Schriftgut 2014 - 3. Dresdner Literaturmesse

01. Lesesezelle

Vom 07. bis zum 09. November 2014 öffnet die Schriftgut-Messe bereits zum dritten Mal ihre Pforten um mit einem reichhaltigen und abwechslungsreichen Programm ihre Besucher zu begeistern.

Veranstaltet wird die Messe in der Börse Dresden, die einst als Fleischbörse für den hier früher ansässigen Schlachthofes genutzt wurde.

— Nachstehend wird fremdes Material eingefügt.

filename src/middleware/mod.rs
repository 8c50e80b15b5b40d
pub mod auth;
pub mod response;

pub use auth::AuthUser;
pub use response::{ApiResponse, ApiResult};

Ein Schwerpunkt der Messe ist, was sie meines Erachtens von herkömmlichen Messen abhebt, die Besucher nicht nur als Beobachter durch die Räumlichkeiten zu führen, sondern sie auch aktiv teilhaben zu lassen. Somit kann der Herstellungsprozess des Kulturgutes Buch mit eigenen Händen nachvollzogen werden, beispielsweise beim Papierschöpfen, Drucken oder Buchbinden. Somit wurde auch ein Hauch Geschichte in die Messe-Hallen geweht, wenn der Besucher die Lettern zusammensetzen musste, um eine Visitenkarte mit eigenem Namen zu bedrucken, Gutenberg lässt grüßen.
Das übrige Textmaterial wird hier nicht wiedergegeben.